Pioglitazone has been known for its anti-atherogenic effects. We compared the effects of pioglitazone in reducing atherosclerosis progression and neointima volume in type 2 diabetic patients. This was a prospective, randomized single-blinded, 8-month follow-up study. Patients with significant coronary artery stenosis were randomly assigned to either pioglitazone (n=19) or placebo (n=18) following zotarolimus-eluting stent (ZES) implantation. Intravascular ultrasonography of the culprit vessel was performed from 20 mm distal and proximal to the stent at baseline. and at 8-month, and volumetric analysis was performed. Changes in inflammation markers, insulin resistance and lipid profile were compared.
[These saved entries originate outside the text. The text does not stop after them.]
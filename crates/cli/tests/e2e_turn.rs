//! End-to-end tests for a twinsearch turn.
//!
//! The language model and both search APIs are served by one wiremock server,
//! so these exercise the real HTTP clients, the router and the bookkeeping
//! from question to rendered answer.

use std::process::Command;
use std::sync::{Arc, Mutex};

use twinsearch_agent::{Responder, Router, TurnOrchestrator};
use twinsearch_config::{AppConfig, DEFAULT_QUESTION, ProviderConfig};
use twinsearch_core::error::{ProviderError, ToolError};
use twinsearch_core::message::{Message, MessageToolCall, Role};
use twinsearch_core::provider::{Provider, ProviderRequest, ProviderResponse, Usage};
use twinsearch_core::search::SearchReport;
use twinsearch_core::tool::{Bookkeeper, ToolResult};
use twinsearch_core::Error;
use twinsearch_tools::{GOOGLE_TOOL, TAVILY_TOOL, UsageCounter, search_registry};
use wiremock::matchers::{body_string_contains, method, path};
use wiremock::{Mock, MockServer, ResponseTemplate};

// ── Wiremock stack ───────────────────────────────────────────────────────

fn config_for(server: &MockServer) -> AppConfig {
    let mut config = AppConfig {
        api_key: Some("sk-test".into()),
        ..AppConfig::default()
    };
    config.providers.insert(
        "openai".into(),
        ProviderConfig {
            api_key: None,
            api_url: Some(server.uri()),
        },
    );
    config.search.tavily.api_key = Some("tvly-test".into());
    config.search.tavily.api_url = server.uri();
    config.search.google.api_key = Some("g-test".into());
    config.search.google.cse_id = Some("cx-test".into());
    config.search.google.api_url = server.uri();
    config
}

fn orchestrator_for(server: &MockServer) -> TurnOrchestrator {
    let config = config_for(server);
    let provider = twinsearch_providers::build_from_config(&config).unwrap();
    TurnOrchestrator::from_config(&config, provider).unwrap()
}

fn chat_tool_calls(query: &str) -> serde_json::Value {
    let args = serde_json::json!({ "query": query }).to_string();
    serde_json::json!({
        "model": "gpt-4.1",
        "choices": [{
            "message": {
                "role": "assistant",
                "content": null,
                "tool_calls": [
                    {"id": "call_tavily", "type": "function",
                     "function": {"name": "tavily_search", "arguments": args}},
                    {"id": "call_google", "type": "function",
                     "function": {"name": "google_search", "arguments": args}}
                ]
            }
        }],
        "usage": {"prompt_tokens": 200, "completion_tokens": 40, "total_tokens": 240}
    })
}

fn chat_answer(text: &str) -> serde_json::Value {
    serde_json::json!({
        "model": "gpt-4.1",
        "choices": [{"message": {"role": "assistant", "content": text}}],
        "usage": {"prompt_tokens": 500, "completion_tokens": 60, "total_tokens": 560}
    })
}

/// First call asks for both searches; once tool results are in the request
/// the model answers.
async fn mount_llm(server: &MockServer, query: &str, answer: &str) {
    Mock::given(method("POST"))
        .and(path("/chat/completions"))
        .and(body_string_contains("tool_call_id"))
        .respond_with(ResponseTemplate::new(200).set_body_json(chat_answer(answer)))
        .with_priority(1)
        .mount(server)
        .await;
    Mock::given(method("POST"))
        .and(path("/chat/completions"))
        .respond_with(ResponseTemplate::new(200).set_body_json(chat_tool_calls(query)))
        .mount(server)
        .await;
}

async fn mount_tavily(server: &MockServer, content: &str) {
    Mock::given(method("POST"))
        .and(path("/search"))
        .respond_with(ResponseTemplate::new(200).set_body_json(serde_json::json!({
            "results": [
                {"title": "Tavily hit", "url": "https://tavily.test/1", "content": content}
            ]
        })))
        .mount(server)
        .await;
}

async fn mount_google(server: &MockServer, snippet: &str) {
    Mock::given(method("GET"))
        .and(path("/customsearch/v1"))
        .respond_with(ResponseTemplate::new(200).set_body_json(serde_json::json!({
            "items": [
                {"title": "Google hit", "link": "https://google.test/1", "snippet": snippet}
            ]
        })))
        .mount(server)
        .await;
}

fn tool_messages_named<'a>(
    outcome: &'a twinsearch_agent::TurnOutcome,
    name: &str,
) -> Vec<&'a Message> {
    outcome
        .conversation
        .messages()
        .iter()
        .filter(|m| m.role == Role::Tool)
        .filter(|m| {
            m.tool_call_id
                .as_deref()
                .and_then(|id| outcome.conversation.request_for(id))
                .is_some_and(|tc| tc.name == name)
        })
        .collect()
}

// ── Scenarios ────────────────────────────────────────────────────────────

#[tokio::test]
async fn e2e_both_sources_agree() {
    let server = MockServer::start().await;
    mount_llm(
        &server,
        "What is the capital of France?",
        "The capital of France is Paris. (Tavily: https://tavily.test/1, Google: https://google.test/1)",
    )
    .await;
    mount_tavily(&server, "Paris is the capital of France.").await;
    mount_google(&server, "Paris is the capital of France.").await;

    let outcome = orchestrator_for(&server)
        .run("What is the capital of France?")
        .await
        .unwrap();

    assert!(outcome.answer.contains("Paris"));
    assert_eq!(outcome.llm_tokens, 800);
    assert_eq!(tool_messages_named(&outcome, TAVILY_TOOL).len(), 1);
    assert_eq!(tool_messages_named(&outcome, GOOGLE_TOOL).len(), 1);
    assert_eq!(tool_messages_named(&outcome, "count_tokens").len(), 1);
    assert_eq!(tool_messages_named(&outcome, "answer_similarity").len(), 1);
    assert!(outcome.similarity.similarity_score > 0.3);
    assert!(outcome.conversation.verify_correlation().is_ok());

    let rendered = outcome.render();
    assert!(rendered.contains("Agent Tool (Tokens used: "));
    assert!(rendered.contains("LLM Details (Tokens used: 800)"));
    assert!(rendered.contains("The similarity of the two answers is "));
}

#[tokio::test]
async fn e2e_tavily_quota_exhausted() {
    let server = MockServer::start().await;
    mount_llm(
        &server,
        "What is the worlds largest dog breed?",
        "The English Mastiff (Google: https://google.test/1). Tavily returned no result.",
    )
    .await;
    Mock::given(method("POST"))
        .and(path("/search"))
        .respond_with(ResponseTemplate::new(432).set_body_string("plan limit exceeded"))
        .mount(&server)
        .await;
    mount_google(&server, "The English Mastiff is the largest dog breed by mass.").await;

    let outcome = orchestrator_for(&server)
        .run("What is the worlds largest dog breed?")
        .await
        .unwrap();

    let tavily = tool_messages_named(&outcome, TAVILY_TOOL);
    let report: SearchReport = serde_json::from_str(&tavily[0].content).unwrap();
    assert!(!report.is_ok());
    assert!(report.text.starts_with("tavily returned no result"));

    let google = tool_messages_named(&outcome, GOOGLE_TOOL);
    let report: SearchReport = serde_json::from_str(&google[0].content).unwrap();
    assert!(report.is_ok());

    assert!(outcome.answer.contains("English Mastiff"));
    assert_eq!(tool_messages_named(&outcome, "answer_similarity").len(), 1);
}

#[tokio::test]
async fn e2e_direct_answer_skips_search() {
    let server = MockServer::start().await;
    Mock::given(method("POST"))
        .and(path("/chat/completions"))
        .respond_with(ResponseTemplate::new(200).set_body_json(chat_answer("Hello!")))
        .mount(&server)
        .await;
    Mock::given(method("POST"))
        .and(path("/search"))
        .respond_with(ResponseTemplate::new(200))
        .expect(0)
        .mount(&server)
        .await;
    Mock::given(method("GET"))
        .and(path("/customsearch/v1"))
        .respond_with(ResponseTemplate::new(200))
        .expect(0)
        .mount(&server)
        .await;

    let outcome = orchestrator_for(&server).run("Hi").await.unwrap();

    assert_eq!(outcome.answer, "Hello!");
    assert_eq!(outcome.similarity.similarity_score, 0.0);
    assert_eq!(tool_messages_named(&outcome, "count_tokens").len(), 1);
    assert_eq!(tool_messages_named(&outcome, "answer_similarity").len(), 1);
}

#[tokio::test]
async fn e2e_blank_question_uses_default() {
    let server = MockServer::start().await;
    Mock::given(method("POST"))
        .and(path("/chat/completions"))
        .and(body_string_contains(DEFAULT_QUESTION))
        .respond_with(
            ResponseTemplate::new(200).set_body_json(chat_answer("The English Mastiff.")),
        )
        .expect(1)
        .mount(&server)
        .await;

    let outcome = orchestrator_for(&server).run("").await.unwrap();
    assert_eq!(
        outcome.conversation.last_user_message().unwrap().content,
        DEFAULT_QUESTION
    );
}

#[tokio::test]
async fn e2e_unknown_tool_aborts_turn() {
    let server = MockServer::start().await;
    Mock::given(method("POST"))
        .and(path("/chat/completions"))
        .respond_with(ResponseTemplate::new(200).set_body_json(serde_json::json!({
            "model": "gpt-4.1",
            "choices": [{
                "message": {
                    "role": "assistant",
                    "content": null,
                    "tool_calls": [
                        {"id": "call_x", "type": "function",
                         "function": {"name": "count_tokens", "arguments": "{}"}}
                    ]
                }
            }]
        })))
        .mount(&server)
        .await;

    let err = orchestrator_for(&server).run("q").await.unwrap_err();
    assert!(matches!(err, Error::Protocol(_)));
}

#[tokio::test]
async fn e2e_llm_auth_failure_fails_turn() {
    let server = MockServer::start().await;
    Mock::given(method("POST"))
        .and(path("/chat/completions"))
        .respond_with(ResponseTemplate::new(401).set_body_string("bad key"))
        .mount(&server)
        .await;

    let err = orchestrator_for(&server).run("q").await.unwrap_err();
    assert!(matches!(
        err,
        Error::Provider(ProviderError::AuthenticationFailed(_))
    ));
}

// ── Bookkeeping failure (scripted model) ─────────────────────────────────

/// A mock provider that returns scripted responses in sequence.
struct ScriptedProvider {
    responses: Mutex<Vec<ProviderResponse>>,
}

#[async_trait::async_trait]
impl Provider for ScriptedProvider {
    fn name(&self) -> &str {
        "e2e_mock"
    }

    async fn complete(&self, _request: ProviderRequest) -> Result<ProviderResponse, ProviderError> {
        let mut responses = self.responses.lock().unwrap();
        assert!(!responses.is_empty(), "ScriptedProvider exhausted");
        Ok(responses.remove(0))
    }
}

fn scripted(messages: Vec<Message>) -> Arc<ScriptedProvider> {
    let responses = messages
        .into_iter()
        .map(|message| ProviderResponse {
            message,
            usage: Some(Usage {
                prompt_tokens: 10,
                completion_tokens: 5,
                total_tokens: 15,
            }),
            model: "mock".into(),
        })
        .collect();
    Arc::new(ScriptedProvider {
        responses: Mutex::new(responses),
    })
}

struct CorruptLogBookkeeper;

impl Bookkeeper for CorruptLogBookkeeper {
    fn name(&self) -> &str {
        "answer_similarity"
    }

    fn run(&self, _log: &[Message]) -> Result<ToolResult, ToolError> {
        Err(ToolError::ExecutionFailed {
            tool_name: "answer_similarity".into(),
            reason: "malformed search result".into(),
        })
    }
}

#[tokio::test]
async fn e2e_bookkeeping_failure_is_fatal() {
    let server = MockServer::start().await;
    mount_tavily(&server, "x").await;
    mount_google(&server, "y").await;
    let config = config_for(&server);

    let provider = scripted(vec![
        Message::assistant("").with_tool_calls(vec![MessageToolCall {
            id: "c1".into(),
            name: TAVILY_TOOL.into(),
            arguments: r#"{"query":"q"}"#.into(),
        }]),
        Message::assistant("answer"),
    ]);
    let router = Router::new(
        Arc::new(search_registry(&config.search).unwrap()),
        vec![Box::new(UsageCounter), Box::new(CorruptLogBookkeeper)],
    );
    let orchestrator = TurnOrchestrator::new(Responder::new(provider, "mock"), router);

    let err = orchestrator.run("q").await.unwrap_err();
    assert!(matches!(err, Error::Bookkeeping { ref tool, .. } if tool == "answer_similarity"));
}

// ── Binary ───────────────────────────────────────────────────────────────

#[test]
fn cli_prints_default_config() {
    let output = Command::new(env!("CARGO_BIN_EXE_twinsearch"))
        .arg("--print-config")
        .output()
        .unwrap();
    assert!(output.status.success());
    let stdout = String::from_utf8_lossy(&output.stdout);
    assert!(stdout.contains("default_model"));
    assert!(stdout.contains("api.tavily.com"));
}

#[test]
fn cli_missing_credentials_exits_nonzero() {
    let dir = tempfile::tempdir().unwrap();
    let config_path = dir.path().join("config.toml");
    std::fs::write(&config_path, "default_model = \"gpt-4.1\"\n").unwrap();

    let output = Command::new(env!("CARGO_BIN_EXE_twinsearch"))
        .arg("--config")
        .arg(&config_path)
        .arg("What is the capital of France?")
        .current_dir(dir.path())
        .env_remove("OPENAI_API_KEY")
        .env_remove("TWINSEARCH_API_KEY")
        .env_remove("TAVILY_API_KEY")
        .env_remove("GOOGLE_API_KEY")
        .env_remove("GOOGLE_CSE_ID")
        .output()
        .unwrap();

    assert!(!output.status.success());
    let stderr = String::from_utf8_lossy(&output.stderr);
    assert!(stderr.contains("TAVILY_API_KEY"));
    assert!(stderr.contains("GOOGLE_CSE_ID"));
}

#[tokio::test(flavor = "multi_thread", worker_threads = 2)]
async fn cli_prints_answer_panel_and_verbose_usage() {
    let server = MockServer::start().await;
    mount_llm(
        &server,
        "What is the capital of France?",
        "The capital of France is Paris.",
    )
    .await;
    mount_tavily(&server, "Paris is the capital of France.").await;
    mount_google(&server, "Paris is the capital of France.").await;

    let dir = tempfile::tempdir().unwrap();
    let config_path = dir.path().join("config.toml");
    std::fs::write(&config_path, toml::to_string(&config_for(&server)).unwrap()).unwrap();

    let output = tokio::task::spawn_blocking(move || {
        Command::new(env!("CARGO_BIN_EXE_twinsearch"))
            .arg("--config")
            .arg(&config_path)
            .arg("--verbose")
            .arg("What is the capital of France?")
            .current_dir(dir.path())
            .env_remove("TWINSEARCH_PROVIDER")
            .env_remove("TWINSEARCH_MODEL")
            .env_remove("RUST_LOG")
            .output()
            .unwrap()
    })
    .await
    .unwrap();

    let stdout = String::from_utf8_lossy(&output.stdout);
    let stderr = String::from_utf8_lossy(&output.stderr);
    assert!(output.status.success(), "stderr: {stderr}");
    assert!(stdout.starts_with("╭─ Answer ─"));
    assert!(stdout.contains("The capital of France is Paris."));
    assert!(stdout.contains("LLM Details (Tokens used: 800)"));
    assert!(stderr.contains("Estimated token count for this interaction:"));
}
Changes in atherosclerosis progression from baseline in the pioglitazone group was significantly lower than that of the placebo group (0.06±0.73 vs. 1.16±1.41 mm(3)/mm, p=0.024, respectively), and neointima volume was significantly lower in the pioglitazone group compared to the placebo group (1.74±0.93 vs. 2.42±1.98 mm(3)/mm, p=0.007, respectively). Homeostatic model assessment-index, interleukin-6, and tumor necrosis factor-α levels were significantly lower in the pioglitazone group at 8 months. Adiponectin levels increased significantly only in the pioglitazone group. No significant differences in retinol binding protein-4 levels between the 2 groups were seen during the 8-month follow-up period. Compared to placebo, pioglitazone was associated with significant reduction in atherosclerosis progression and neointima formation in type 2 diabetic patients with ZES implantation.